= Activity =
Which lines should be repeated? Exactly the one containing "failed_sections: summary" and every line after it through the end of the entries below.

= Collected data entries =
-=-=-
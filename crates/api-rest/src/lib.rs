//! # API REST
//!
//! REST API for patient record summaries.
//!
//! Handles:
//! - HTTP endpoints with axum
//! - OpenAPI/Swagger documentation
//! - Boundary validation of request bodies into `summary-core` requests
//! - Mapping pipeline errors to status codes and structured error bodies
//!
//! Uses `api-shared` for wire types.

#![warn(rust_2018_idioms)]

pub mod error;

use axum::{
    extract::{rejection::JsonRejection, Path as AxumPath, State},
    response::Json,
    routing::{get, post},
    Router,
};
use std::collections::BTreeMap;
use std::sync::Arc;
use summary_core::{
    Catalog, CatalogService, FailurePolicy, GroundedChat, Identifier, LlmClient, NonEmptyText,
    PatientSummary, QueryExecutor, SummaryConfig, SummaryRequest, SummaryService,
};
use tower_http::cors::CorsLayer;
use tracing::Instrument;
use utoipa::OpenApi;
use utoipa_swagger_ui::SwaggerUi;

use api_shared::{
    ChatReq, ChatRes, DatabaseInfo, ErrorBody, ErrorDetail, HealthRes, HealthService,
    SectionFailureDto, SectionSummaryDto, SummaryReq, SummaryRes,
};

pub use error::ApiError;

/// Application state shared by all handlers.
#[derive(Clone)]
pub struct AppState {
    cfg: Arc<SummaryConfig>,
    catalog: CatalogService,
    summary: Arc<SummaryService>,
    chat: Arc<GroundedChat>,
}

impl AppState {
    pub fn new(
        cfg: Arc<SummaryConfig>,
        catalog: Arc<dyn Catalog>,
        executor: Arc<dyn QueryExecutor>,
        llm: Arc<dyn LlmClient>,
    ) -> Self {
        Self {
            catalog: CatalogService::new(catalog, executor.clone()),
            summary: Arc::new(SummaryService::new(cfg.clone(), executor, llm.clone())),
            chat: Arc::new(GroundedChat::new(llm, cfg.llm_timeout())),
            cfg,
        }
    }
}

#[derive(OpenApi)]
#[openapi(
    paths(
        health,
        list_databases,
        list_tables,
        list_patients,
        summarize,
        chat,
    ),
    components(schemas(
        HealthRes,
        DatabaseInfo,
        SummaryReq,
        SummaryRes,
        SectionSummaryDto,
        SectionFailureDto,
        ChatReq,
        ChatRes,
        ErrorBody,
        ErrorDetail,
    ))
)]
pub struct ApiDoc;

/// Build the router with Swagger UI and permissive CORS.
pub fn router(state: AppState) -> Router {
    Router::new()
        .route("/health", get(health))
        .route("/api/v1/databases", get(list_databases))
        .route("/api/v1/databases/:database/tables", get(list_tables))
        .route("/api/v1/databases/:database/patients", get(list_patients))
        .route("/api/v1/summary", post(summarize))
        .route("/api/v1/chat", post(chat))
        .merge(
            SwaggerUi::new("/swagger-ui").url("/api-docs/openapi.json", ApiDoc::openapi()),
        )
        .layer(CorsLayer::permissive())
        .with_state(state)
}

fn request_span(route: &'static str) -> tracing::Span {
    tracing::info_span!("request", route, request_id = %uuid::Uuid::new_v4())
}

#[utoipa::path(
    get,
    path = "/health",
    responses(
        (status = 200, description = "Health check response", body = HealthRes)
    )
)]
/// Health check endpoint for monitoring and load balancers.
#[axum::debug_handler]
async fn health(State(_state): State<AppState>) -> Json<HealthRes> {
    Json(HealthService::check_health())
}

#[utoipa::path(
    get,
    path = "/api/v1/databases",
    responses(
        (status = 200, description = "Databases in the warehouse", body = DatabaseInfo),
        (status = 500, description = "Catalog failure", body = ErrorBody)
    )
)]
/// List the databases known to the catalog.
#[axum::debug_handler]
async fn list_databases(State(state): State<AppState>) -> Result<Json<DatabaseInfo>, ApiError> {
    async move {
        let databases = state.catalog.list_databases().await?;
        Ok(Json(DatabaseInfo {
            databases: databases.into_iter().map(|d| d.to_string()).collect(),
            tables: None,
            patient_ids: None,
        }))
    }
    .instrument(request_span("list_databases"))
    .await
}

#[utoipa::path(
    get,
    path = "/api/v1/databases/{database}/tables",
    params(("database" = String, Path, description = "Database name")),
    responses(
        (status = 200, description = "Tables of the database", body = DatabaseInfo),
        (status = 400, description = "Invalid database name", body = ErrorBody),
        (status = 500, description = "Catalog failure", body = ErrorBody)
    )
)]
/// List the tables of one database.
#[axum::debug_handler]
async fn list_tables(
    State(state): State<AppState>,
    AxumPath(database): AxumPath<String>,
) -> Result<Json<DatabaseInfo>, ApiError> {
    async move {
        let database = parse_identifier("database", &database)?;
        let tables = state.catalog.list_tables(&database).await?;

        let mut by_database = BTreeMap::new();
        by_database.insert(
            database.to_string(),
            tables.into_iter().map(|t| t.to_string()).collect(),
        );
        Ok(Json(DatabaseInfo {
            databases: vec![database.to_string()],
            tables: Some(by_database),
            patient_ids: None,
        }))
    }
    .instrument(request_span("list_tables"))
    .await
}

#[utoipa::path(
    get,
    path = "/api/v1/databases/{database}/patients",
    params(("database" = String, Path, description = "Database name")),
    responses(
        (status = 200, description = "Patient identifiers", body = DatabaseInfo),
        (status = 400, description = "Invalid database name", body = ErrorBody),
        (status = 500, description = "Catalog failure", body = ErrorBody)
    )
)]
/// List the patient identifiers held in the database's patient table.
#[axum::debug_handler]
async fn list_patients(
    State(state): State<AppState>,
    AxumPath(database): AxumPath<String>,
) -> Result<Json<DatabaseInfo>, ApiError> {
    async move {
        let database = parse_identifier("database", &database)?;
        let patient_ids = state.catalog.list_patients(&database).await?;
        Ok(Json(DatabaseInfo {
            databases: vec![database.to_string()],
            tables: None,
            patient_ids: Some(patient_ids),
        }))
    }
    .instrument(request_span("list_patients"))
    .await
}

#[utoipa::path(
    post,
    path = "/api/v1/summary",
    request_body = SummaryReq,
    responses(
        (status = 200, description = "Consolidated and per-table summaries", body = SummaryRes),
        (status = 400, description = "Invalid request", body = ErrorBody),
        (status = 500, description = "Pipeline failure", body = ErrorBody)
    )
)]
/// Summarise a patient's record across the requested tables.
///
/// Each table with rows for the patient gets its own summary; the summaries are then merged
/// with the caller's `prompt_template`. Tables with no rows are listed in `empty_tables`.
/// Under the `skip` policy failed tables are listed in `failed_sections`; under `abort` the
/// first failure fails the request.
#[axum::debug_handler]
async fn summarize(
    State(state): State<AppState>,
    payload: Result<Json<SummaryReq>, JsonRejection>,
) -> Result<Json<SummaryRes>, ApiError> {
    async move {
        let Json(req) = payload?;
        let request = summary_request(req)?;
        let summary = state.summary.summarize(request).await?;
        Ok(Json(summary_response(summary)))
    }
    .instrument(request_span("summary"))
    .await
}

#[utoipa::path(
    post,
    path = "/api/v1/chat",
    request_body = ChatReq,
    responses(
        (status = 200, description = "Answer grounded in the supplied context", body = ChatRes),
        (status = 400, description = "Invalid request", body = ErrorBody),
        (status = 500, description = "Model failure", body = ErrorBody)
    )
)]
/// Answer a question using only the supplied record context.
///
/// An empty context is answered with a fixed refusal whatever the question, so the question is
/// only required when there is a record to ask about.
#[axum::debug_handler]
async fn chat(
    State(state): State<AppState>,
    payload: Result<Json<ChatReq>, JsonRejection>,
) -> Result<Json<ChatRes>, ApiError> {
    async move {
        let Json(req) = payload?;
        if !req.context.trim().is_empty() {
            NonEmptyText::new(&req.question)
                .map_err(|e| ApiError::invalid(format!("question: {e}")))?;
        }
        let model = optional_text("model", req.model.as_deref())?;
        let model = model.as_ref().unwrap_or(state.cfg.default_model());

        let response = state
            .chat
            .answer(&req.question, &req.context, model.as_str())
            .await?;
        Ok(Json(ChatRes { response }))
    }
    .instrument(request_span("chat"))
    .await
}

fn parse_identifier(field: &str, value: &str) -> Result<Identifier, ApiError> {
    Identifier::parse(value).map_err(|e| ApiError::invalid(format!("{field} {value:?}: {e}")))
}

/// Blank optional strings count as absent.
fn optional_text(field: &str, value: Option<&str>) -> Result<Option<NonEmptyText>, ApiError> {
    match value {
        Some(v) if !v.trim().is_empty() => NonEmptyText::new(v)
            .map(Some)
            .map_err(|e| ApiError::invalid(format!("{field}: {e}"))),
        _ => Ok(None),
    }
}

fn summary_request(req: SummaryReq) -> Result<SummaryRequest, ApiError> {
    if req.tables.is_empty() {
        return Err(ApiError::invalid("tables must name at least one table"));
    }

    let tables = req
        .tables
        .iter()
        .map(|t| parse_identifier("table", t))
        .collect::<Result<Vec<_>, _>>()?;

    let failure_policy = match req.failure_policy.as_deref() {
        Some(p) if !p.trim().is_empty() => Some(p.parse::<FailurePolicy>()?),
        _ => None,
    };

    Ok(SummaryRequest {
        database: parse_identifier("database", &req.database)?,
        tables,
        patient_id: NonEmptyText::new(&req.patient_id)
            .map_err(|e| ApiError::invalid(format!("patient_id: {e}")))?,
        prompt_template: NonEmptyText::new(&req.prompt_template)
            .map_err(|e| ApiError::invalid(format!("prompt_template: {e}")))?,
        model: optional_text("model", req.model.as_deref())?,
        summary_model: optional_text("summary_model", req.summary_model.as_deref())?,
        failure_policy,
    })
}

fn summary_response(summary: PatientSummary) -> SummaryRes {
    SummaryRes {
        consolidated_summary: summary.consolidated_summary,
        fhir_section_summary: summary
            .sections
            .into_iter()
            .map(|s| SectionSummaryDto {
                table: s.table.to_string(),
                summary: s.summary,
            })
            .collect(),
        empty_tables: summary
            .empty_tables
            .into_iter()
            .map(|t| t.to_string())
            .collect(),
        failed_sections: summary
            .failures
            .into_iter()
            .map(|f| SectionFailureDto {
                table: f.table.to_string(),
                stage: f.stage.as_str().to_string(),
                message: f.message,
            })
            .collect(),
    }
}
-=-=-
= Answer to the problem =
        failed_sections: summary
            .failures
            .into_iter()
            .map(|f| SectionFailureDto {
                table: f.table.to_string(),
                stage: f.stage.as_str().to_string(),
                message: f.message,
            })
            .collect(),
    }
}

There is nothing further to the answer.